Assignment » Scan the data below and pick out the lines containing the word "error".

Supplied data »
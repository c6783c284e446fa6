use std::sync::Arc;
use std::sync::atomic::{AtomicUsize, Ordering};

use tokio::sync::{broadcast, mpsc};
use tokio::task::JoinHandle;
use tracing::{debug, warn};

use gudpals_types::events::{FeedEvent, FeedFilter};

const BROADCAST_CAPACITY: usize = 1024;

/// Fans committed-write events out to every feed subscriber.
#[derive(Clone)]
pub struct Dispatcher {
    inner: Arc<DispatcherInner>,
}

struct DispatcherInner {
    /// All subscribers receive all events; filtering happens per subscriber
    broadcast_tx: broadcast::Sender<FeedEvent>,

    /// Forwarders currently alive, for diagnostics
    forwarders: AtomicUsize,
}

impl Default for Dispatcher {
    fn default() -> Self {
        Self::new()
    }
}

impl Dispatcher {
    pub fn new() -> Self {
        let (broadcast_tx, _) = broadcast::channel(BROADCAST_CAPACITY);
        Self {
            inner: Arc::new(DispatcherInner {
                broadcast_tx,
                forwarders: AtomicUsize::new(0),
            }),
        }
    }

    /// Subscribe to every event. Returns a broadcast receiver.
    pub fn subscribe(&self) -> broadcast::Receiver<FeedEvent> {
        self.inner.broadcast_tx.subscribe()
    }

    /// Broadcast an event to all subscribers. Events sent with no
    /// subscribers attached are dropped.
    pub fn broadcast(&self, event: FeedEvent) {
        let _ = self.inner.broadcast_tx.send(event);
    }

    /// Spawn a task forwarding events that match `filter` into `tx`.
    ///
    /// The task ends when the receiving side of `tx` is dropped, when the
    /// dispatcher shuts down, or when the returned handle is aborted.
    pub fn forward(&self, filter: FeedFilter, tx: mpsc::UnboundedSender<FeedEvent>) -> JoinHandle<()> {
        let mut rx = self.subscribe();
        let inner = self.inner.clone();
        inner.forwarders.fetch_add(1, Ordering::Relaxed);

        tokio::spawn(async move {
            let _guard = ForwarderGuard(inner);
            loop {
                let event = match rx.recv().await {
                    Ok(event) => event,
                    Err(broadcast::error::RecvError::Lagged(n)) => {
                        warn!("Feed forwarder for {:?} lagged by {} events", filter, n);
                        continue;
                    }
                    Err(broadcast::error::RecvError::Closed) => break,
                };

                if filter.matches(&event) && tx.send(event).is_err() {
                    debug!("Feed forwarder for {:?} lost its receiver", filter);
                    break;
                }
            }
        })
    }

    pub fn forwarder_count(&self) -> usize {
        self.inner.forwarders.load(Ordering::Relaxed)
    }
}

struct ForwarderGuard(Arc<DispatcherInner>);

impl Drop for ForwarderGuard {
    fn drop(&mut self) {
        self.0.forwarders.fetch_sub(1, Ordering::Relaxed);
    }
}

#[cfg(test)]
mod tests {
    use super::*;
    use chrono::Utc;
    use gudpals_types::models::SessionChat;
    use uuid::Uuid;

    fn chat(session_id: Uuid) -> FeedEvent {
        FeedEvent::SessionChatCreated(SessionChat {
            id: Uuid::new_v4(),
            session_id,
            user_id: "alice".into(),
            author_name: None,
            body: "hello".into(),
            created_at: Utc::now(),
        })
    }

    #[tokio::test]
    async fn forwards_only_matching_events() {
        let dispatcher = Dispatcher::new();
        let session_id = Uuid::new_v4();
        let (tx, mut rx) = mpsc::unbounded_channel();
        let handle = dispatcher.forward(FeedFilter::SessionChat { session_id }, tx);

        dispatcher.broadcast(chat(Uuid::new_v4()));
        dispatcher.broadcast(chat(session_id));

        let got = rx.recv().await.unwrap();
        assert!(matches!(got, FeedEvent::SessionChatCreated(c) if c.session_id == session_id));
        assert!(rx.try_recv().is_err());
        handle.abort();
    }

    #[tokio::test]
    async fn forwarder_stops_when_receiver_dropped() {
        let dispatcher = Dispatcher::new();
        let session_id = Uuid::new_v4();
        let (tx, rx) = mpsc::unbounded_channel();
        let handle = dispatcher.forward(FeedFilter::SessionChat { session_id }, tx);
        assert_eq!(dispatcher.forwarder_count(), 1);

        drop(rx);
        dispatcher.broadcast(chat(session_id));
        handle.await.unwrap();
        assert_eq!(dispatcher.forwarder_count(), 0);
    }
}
--
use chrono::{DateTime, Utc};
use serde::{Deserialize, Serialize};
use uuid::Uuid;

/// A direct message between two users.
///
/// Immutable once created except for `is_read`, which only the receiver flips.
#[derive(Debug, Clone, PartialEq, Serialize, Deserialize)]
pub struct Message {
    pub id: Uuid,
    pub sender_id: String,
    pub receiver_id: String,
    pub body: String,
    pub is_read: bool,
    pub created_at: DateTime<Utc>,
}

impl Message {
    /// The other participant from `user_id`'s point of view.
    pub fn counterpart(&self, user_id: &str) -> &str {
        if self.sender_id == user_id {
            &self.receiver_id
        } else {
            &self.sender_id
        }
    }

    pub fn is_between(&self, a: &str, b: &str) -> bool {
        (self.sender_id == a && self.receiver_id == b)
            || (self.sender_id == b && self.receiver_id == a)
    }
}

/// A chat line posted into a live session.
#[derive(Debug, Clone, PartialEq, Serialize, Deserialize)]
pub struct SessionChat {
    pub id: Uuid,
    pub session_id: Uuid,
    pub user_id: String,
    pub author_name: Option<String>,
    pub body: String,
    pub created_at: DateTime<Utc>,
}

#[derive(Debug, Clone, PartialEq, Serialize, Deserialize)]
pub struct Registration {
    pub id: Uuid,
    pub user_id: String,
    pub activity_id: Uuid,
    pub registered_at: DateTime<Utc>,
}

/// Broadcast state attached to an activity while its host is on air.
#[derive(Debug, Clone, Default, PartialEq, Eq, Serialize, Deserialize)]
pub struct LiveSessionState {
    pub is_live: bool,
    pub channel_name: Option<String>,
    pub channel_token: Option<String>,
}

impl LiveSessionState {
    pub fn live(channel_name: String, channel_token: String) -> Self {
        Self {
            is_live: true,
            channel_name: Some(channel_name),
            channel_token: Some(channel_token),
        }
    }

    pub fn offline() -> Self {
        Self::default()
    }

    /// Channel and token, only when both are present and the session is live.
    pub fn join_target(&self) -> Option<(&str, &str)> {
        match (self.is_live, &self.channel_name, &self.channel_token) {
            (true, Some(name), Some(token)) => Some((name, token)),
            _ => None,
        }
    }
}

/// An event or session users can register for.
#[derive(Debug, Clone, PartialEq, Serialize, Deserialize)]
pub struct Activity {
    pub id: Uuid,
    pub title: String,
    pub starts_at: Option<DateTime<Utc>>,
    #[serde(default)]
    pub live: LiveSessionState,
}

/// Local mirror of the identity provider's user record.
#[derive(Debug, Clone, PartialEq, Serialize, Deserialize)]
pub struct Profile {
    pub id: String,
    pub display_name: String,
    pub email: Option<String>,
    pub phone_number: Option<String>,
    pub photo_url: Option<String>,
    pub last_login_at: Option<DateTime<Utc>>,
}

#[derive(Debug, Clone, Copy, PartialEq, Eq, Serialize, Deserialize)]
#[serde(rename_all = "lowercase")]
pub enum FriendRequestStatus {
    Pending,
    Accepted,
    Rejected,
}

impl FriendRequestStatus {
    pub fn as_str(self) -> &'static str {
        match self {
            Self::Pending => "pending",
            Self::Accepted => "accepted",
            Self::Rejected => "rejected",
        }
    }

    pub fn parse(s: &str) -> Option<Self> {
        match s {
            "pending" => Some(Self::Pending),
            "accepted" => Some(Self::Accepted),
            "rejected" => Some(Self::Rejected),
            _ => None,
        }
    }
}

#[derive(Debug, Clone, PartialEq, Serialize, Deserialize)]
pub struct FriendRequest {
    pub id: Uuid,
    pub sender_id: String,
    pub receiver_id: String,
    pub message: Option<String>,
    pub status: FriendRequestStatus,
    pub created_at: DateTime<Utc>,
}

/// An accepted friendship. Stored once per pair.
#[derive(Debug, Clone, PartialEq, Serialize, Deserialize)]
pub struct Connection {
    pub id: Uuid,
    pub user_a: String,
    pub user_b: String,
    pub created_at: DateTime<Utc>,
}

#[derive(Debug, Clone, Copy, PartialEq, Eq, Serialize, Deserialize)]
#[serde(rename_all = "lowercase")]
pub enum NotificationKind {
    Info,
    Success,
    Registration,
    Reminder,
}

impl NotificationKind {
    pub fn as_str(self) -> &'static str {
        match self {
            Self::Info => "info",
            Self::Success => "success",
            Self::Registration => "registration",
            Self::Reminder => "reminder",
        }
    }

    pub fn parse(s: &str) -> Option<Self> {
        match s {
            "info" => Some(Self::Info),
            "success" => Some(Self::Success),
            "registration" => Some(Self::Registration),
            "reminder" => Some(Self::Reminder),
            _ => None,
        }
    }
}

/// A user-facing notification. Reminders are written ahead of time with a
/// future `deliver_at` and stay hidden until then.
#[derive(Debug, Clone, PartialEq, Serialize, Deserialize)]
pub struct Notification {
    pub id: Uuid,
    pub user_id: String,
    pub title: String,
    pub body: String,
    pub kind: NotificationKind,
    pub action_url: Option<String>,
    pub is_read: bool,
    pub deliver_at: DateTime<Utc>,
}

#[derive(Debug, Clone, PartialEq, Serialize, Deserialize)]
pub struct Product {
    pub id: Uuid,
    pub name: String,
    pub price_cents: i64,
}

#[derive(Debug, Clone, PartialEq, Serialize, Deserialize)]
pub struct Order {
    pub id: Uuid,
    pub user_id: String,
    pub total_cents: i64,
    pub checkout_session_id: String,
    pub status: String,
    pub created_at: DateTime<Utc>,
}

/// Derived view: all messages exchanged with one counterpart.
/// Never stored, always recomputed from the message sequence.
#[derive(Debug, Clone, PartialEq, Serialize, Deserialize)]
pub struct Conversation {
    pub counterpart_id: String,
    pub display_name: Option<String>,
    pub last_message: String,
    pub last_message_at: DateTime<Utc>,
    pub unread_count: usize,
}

Task solution »
                    Err(broadcast::error::RecvError::Lagged(n)) => {
                    Err(broadcast::error::RecvError::Closed) => break,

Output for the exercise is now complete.